Are you not famished?’ Mortain, appalled at such a privation, rose up hurriedly from his stool, and went to where the remains of the Duke’s supper still stood against the side of the tent.

  ‘Yes, but I could come by nothing because all the serfs are fled in terror of the French.’ Raoul took the bread and meat from Mortain, and fell to. Between mouthfuls he said: ‘I gave the Count your letters, beau sire. Then his spies came in with the news of Eudes being at Mortemer, and Robert, hearing how the French were busy sacking the place, and guessing that those who were not drunk that night would be lying with the bordel-women, gave orders for a swift march by night upon the town, and sent word to Drimcourt to advise De Gournay, and the Lord of Longueville.’ He drank deeply, and nodded at William. ‘All this as you would do it, beau sire.’

  ‘That was three days ago?’ said the Duke, consulting the despatch.

  ‘Yes, I think so. We fell in with De Gournay on the road, and came in sight of Mortemer before dawn, and surrounded it. Ralph de Mortemer was with us. He said the Castle held out still, but that made no odds. Eudes, and the other princes – Ponthieu and Montdidier, and Herbert of Vermandois, and the Count of Soissons – oh yes, and Clermont, of course – were housed snug enough. It was just as Robert thought: they were all either sleeping off their liquor, or wenching, and kept no watch. We came up without a soul being the wiser.’

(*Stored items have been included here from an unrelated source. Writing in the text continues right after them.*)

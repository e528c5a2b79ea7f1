mod client;
mod mock;
mod resources;

use std::boxed::Box;
use std::result::Result;
use std::sync::Arc;

use async_trait::async_trait;
use hmac::{Hmac, Mac};
use sha2::Sha256;

use storefront_common::confidentiality::AbstractConfidentiality;
use storefront_common::logging::{app_log_event, AppLogContext, AppLogLevel};

use self::client::AppRazorpayClient;
use self::resources::{CreateOrder, ErrorResponse, RazorpaySecret};
use super::https_client::secure_connector;
use super::AppProcessorErrorReason;
use crate::model::ProductModel;

pub(super) use self::mock::MockProcessorRazorpayCtx;

#[async_trait]
pub(super) trait AbstRazorpayContext: Send + Sync {
    async fn create_order(
        &self,
        product: &ProductModel,
        quantity: u32,
    ) -> Result<Vec<u8>, AppProcessorErrorReason>;

    fn verify_webhook(&self, payload: &[u8], signature: &str)
        -> Result<(), AppProcessorErrorReason>;
}

fn load_secret(
    confidential_path: &str,
    cfdntl: Arc<Box<dyn AbstractConfidentiality>>,
) -> Result<RazorpaySecret, AppProcessorErrorReason> {
    let serial = cfdntl
        .try_get_payload(confidential_path)
        .map_err(|_e| AppProcessorErrorReason::MissingCredential)?;
    let secret = serde_json::from_str::<RazorpaySecret>(serial.as_str())
        .map_err(|_e| AppProcessorErrorReason::CredentialCorrupted)?;
    let empty_found = [&secret.key_id, &secret.key_secret, &secret.webhook_secret]
        .iter()
        .any(|s| s.is_empty());
    if empty_found {
        Err(AppProcessorErrorReason::CredentialCorrupted)
    } else {
        Ok(secret)
    }
}

/// HMAC-SHA256 over the raw webhook body, compared in constant time
/// against the hex-encoded signature from the gateway.
fn verify_hmac_signature(
    secret: &str,
    payload: &[u8],
    signature: &str,
) -> Result<(), AppProcessorErrorReason> {
    let sig_bytes = hex::decode(signature.trim())
        .map_err(|e| AppProcessorErrorReason::SignatureEncoding(e.to_string()))?;
    let mut mac = Hmac::<Sha256>::new_from_slice(secret.as_bytes())
        .map_err(|_e| AppProcessorErrorReason::CredentialCorrupted)?;
    mac.update(payload);
    mac.verify_slice(&sig_bytes)
        .map_err(|_e| AppProcessorErrorReason::SignatureMismatch)
}

pub(super) struct AppProcessorRazorpayCtx {
    client: AppRazorpayClient,
    webhook_secret: String,
    logctx: Arc<AppLogContext>,
}

impl AppProcessorRazorpayCtx {
    pub(super) fn try_build(
        host: &str,
        port: u16,
        confidential_path: &str,
        cfdntl: Arc<Box<dyn AbstractConfidentiality>>,
        logctx: Arc<AppLogContext>,
    ) -> Result<Box<dyn AbstRazorpayContext>, AppProcessorErrorReason> {
        let RazorpaySecret {
            key_id,
            key_secret,
            webhook_secret,
        } = load_secret(confidential_path, cfdntl)?;
        let client = AppRazorpayClient::try_build(
            secure_connector()?,
            host.to_string(),
            port,
            key_id.as_str(),
            key_secret.as_str(),
            logctx.clone(),
        )?;
        let obj = Self {
            client,
            webhook_secret,
            logctx,
        };
        Ok(Box::new(obj))
    }
} // end of impl AppProcessorRazorpayCtx

#[async_trait]
impl AbstRazorpayContext for AppProcessorRazorpayCtx {
    async fn create_order(
        &self,
        product: &ProductModel,
        quantity: u32,
    ) -> Result<Vec<u8>, AppProcessorErrorReason> {
        let logctx = &self.logctx;
        let body_obj = CreateOrder::try_new(product, quantity)?;
        app_log_event!(
            logctx,
            AppLogLevel::DEBUG,
            "product:{}, quantity:{}, amount:{}, receipt:{}",
            product.id,
            quantity,
            body_obj.amount,
            body_obj.receipt.as_str()
        );
        let (status, raw) = self.client.post_json("/orders", &body_obj).await?;
        if status.is_success() {
            Ok(raw)
        } else {
            let detail = serde_json::from_slice::<ErrorResponse>(&raw)
                .map(ErrorResponse::into_message)
                .unwrap_or_else(|_e| String::from_utf8_lossy(&raw).to_string());
            app_log_event!(
                logctx,
                AppLogLevel::WARNING,
                "status:{}, detail:{}",
                status.as_u16(),
                detail.as_str()
            );
            Err(AppProcessorErrorReason::Remote(status.as_u16(), detail))
        }
    } // end of fn create_order

    fn verify_webhook(
        &self,
        payload: &[u8],
        signature: &str,
    ) -> Result<(), AppProcessorErrorReason> {
        verify_hmac_signature(self.webhook_secret.as_str(), payload, signature)
    }
} // end of impl AppProcessorRazorpayCtx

  ‘Did Robert follow my counsel?’ interrupted the Duke. ‘Drunk or not, they were fifteen thousand strong, as I judge.’

  Raoul winced as the surgeon pulled the bindings tight round his arm. ‘Rest you, seigneur, he wasted no lives. All was done as we planned here. Robert set fire to the outlying houses, and had brands dipped in pitch flung into the town by the balistas.’ He broke off, staring before him as though he saw again that flaming hell.

  ‘That was well thought of!’ Mortain cried. ‘I’ll warrant the place burned merrily!’